Activity: Only the lines below between the ones containing "Token lifecycle manager" and "This is the", inclusive, are to be reproduced, each exactly as it stands.

Source records:
↓

impl From<AuthorizationFlowError> for TokenManagerError {
    fn from(err: AuthorizationFlowError) -> Self {
        match err {
            AuthorizationFlowError::Timeout => Self::Timeout,
            AuthorizationFlowError::Denied(reason) => Self::ProviderDenied(reason),
            AuthorizationFlowError::Failed(msg) => Self::AuthorizationFailed(msg),
        }
    }
}

/// Token lifecycle manager
///
/// Generic over the OAuth client, session store, and interactive
/// authorization flow so each can be swapped for a test double.
///
/// Refresh and interactive authorization are serialized behind a mutex:
/// concurrent callers that discover an expired session at the same time
/// wait for the first one to finish instead of launching duplicate
/// browser flows.
pub struct TokenManager<C, S, F>
where
    C: OAuthClientTrait + 'static,
    S: SessionStore + 'static,
    F: AuthorizationFlow + 'static,
{
    oauth_client: Arc<C>,
    store: Arc<S>,
    flow: Arc<F>,
    auth_lock: Mutex<()>,
}

impl<C, S, F> TokenManager<C, S, F>
where
    C: OAuthClientTrait + 'static,
    S: SessionStore + 'static,
    F: AuthorizationFlow + 'static,
{
    /// Create a new token manager
    #[must_use]
    pub fn new(oauth_client: Arc<C>, store: Arc<S>, flow: Arc<F>) -> Self {
        Self { oauth_client, store, flow, auth_lock: Mutex::new(()) }
    }

    /// Get a currently valid access token
    ///
    /// This is the primary entry point. Walks the lifecycle in order:
    /// cached session, refresh grant, interactive authorization.
    ///
    /// # Errors
    /// Returns error if every path to a valid token fails; a partial or
    /// invalid session is never persisted.
    pub async fn get_valid_token(&self) -> Result<String, TokenManagerError> {
        if let Some(token) = offline_test_token() {
            debug!("Offline test mode active, returning sentinel token");
            return Ok(token);
        }

        // Fast path, no lock: a valid cached session needs no coordination.
        if let Some(session) = self.load_session().await? {
            if session.is_valid_at(Utc::now().timestamp()) {
                debug!("Using cached session");
                return Ok(session.access_token);
            }
        }

        // Slow path: serialize refresh/authorization across callers.
        let _guard = self.auth_lock.lock().await;

        // Re-check after acquiring the lock; another caller may have
        // refreshed while we waited.
        let session = self.load_session().await?;
        if let Some(session) = &session {
            if session.is_valid_at(Utc::now().timestamp()) {
                return Ok(session.access_token.clone());
            }
        }

        if let Some(refresh_token) = session.as_ref().and_then(|s| s.refresh_token.clone()) {
            match self.refresh(&refresh_token).await {
                Ok(session) => return Ok(session.access_token),
                Err(err) => {
                    warn!(error = %err, "Token refresh failed, falling back to authorization");
                }
            }
        }

        let session = self.authorize_interactive().await?;
        Ok(session.access_token)
    }

    /// Whether a session (valid or not) is currently persisted.
    pub async fn is_authenticated(&self) -> bool {
        matches!(self.load_session().await, Ok(Some(_)))
    }

    /// Current persisted session, if any.
    ///
    /// # Errors
    /// Returns error if the store read fails
    pub async fn current_session(&self) -> Result<Option<Session>, TokenManagerError> {
        self.load_session().await
    }

    /// Clear the persisted session (logout)
    ///
    /// # Errors
    /// Returns error if deletion fails
    pub async fn logout(&self) -> Result<(), TokenManagerError> {
        self.store.clear().await.map_err(TokenManagerError::StoreError)?;
        info!("Session cleared (logged out)");
        Ok(())
    }

    async fn load_session(&self) -> Result<Option<Session>, TokenManagerError> {
        self.store.load().await.map_err(TokenManagerError::StoreError)
    }

    /// Refresh state: exchange the refresh token and persist the result.
    async fn refresh(&self, refresh_token: &str) -> Result<Session, TokenManagerError> {
        debug!("Refreshing expired session");
        let session = self.oauth_client.refresh_session(refresh_token).await?;
        self.store.save(&session).await.map_err(TokenManagerError::StoreError)?;
        info!("Session refreshed");
        Ok(session)
    }

    /// Authorizing state: full interactive PKCE flow.
    ///
    /// Generates the challenge, hands the authorization URL to the flow
    /// (browser plus local callback listener), exchanges the returned code,
    /// and persists the session. Every failure leaves the store untouched.
    async fn authorize_interactive(&self) -> Result<Session, TokenManagerError> {
        info!("Starting interactive authorization");

        let (auth_url, _state) = self.oauth_client.generate_authorization_url().await?;

        let result = self.flow.authorize(&auth_url).await?;

        let session =
            self.oauth_client.exchange_code_for_session(&result.code, &result.state).await?;

        self.store.save(&session).await.map_err(TokenManagerError::StoreError)?;

        info!("Interactive authorization completed");
        Ok(session)
    }
}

↑

Reply:
/// Token lifecycle manager
///
/// Generic over the OAuth client, session store, and interactive
/// authorization flow so each can be swapped for a test double.
///
/// Refresh and interactive authorization are serialized behind a mutex:
/// concurrent callers that discover an expired session at the same time
/// wait for the first one to finish instead of launching duplicate
/// browser flows.
pub struct TokenManager<C, S, F>
where
    C: OAuthClientTrait + 'static,
    S: SessionStore + 'static,
    F: AuthorizationFlow + 'static,
{
    oauth_client: Arc<C>,
    store: Arc<S>,
    flow: Arc<F>,
    auth_lock: Mutex<()>,
}

impl<C, S, F> TokenManager<C, S, F>
where
    C: OAuthClientTrait + 'static,
    S: SessionStore + 'static,
    F: AuthorizationFlow + 'static,
{
    /// Create a new token manager
    #[must_use]
    pub fn new(oauth_client: Arc<C>, store: Arc<S>, flow: Arc<F>) -> Self {
        Self { oauth_client, store, flow, auth_lock: Mutex::new(()) }
    }

    /// Get a currently valid access token
    ///
    /// This is the primary entry point. Walks the lifecycle in order:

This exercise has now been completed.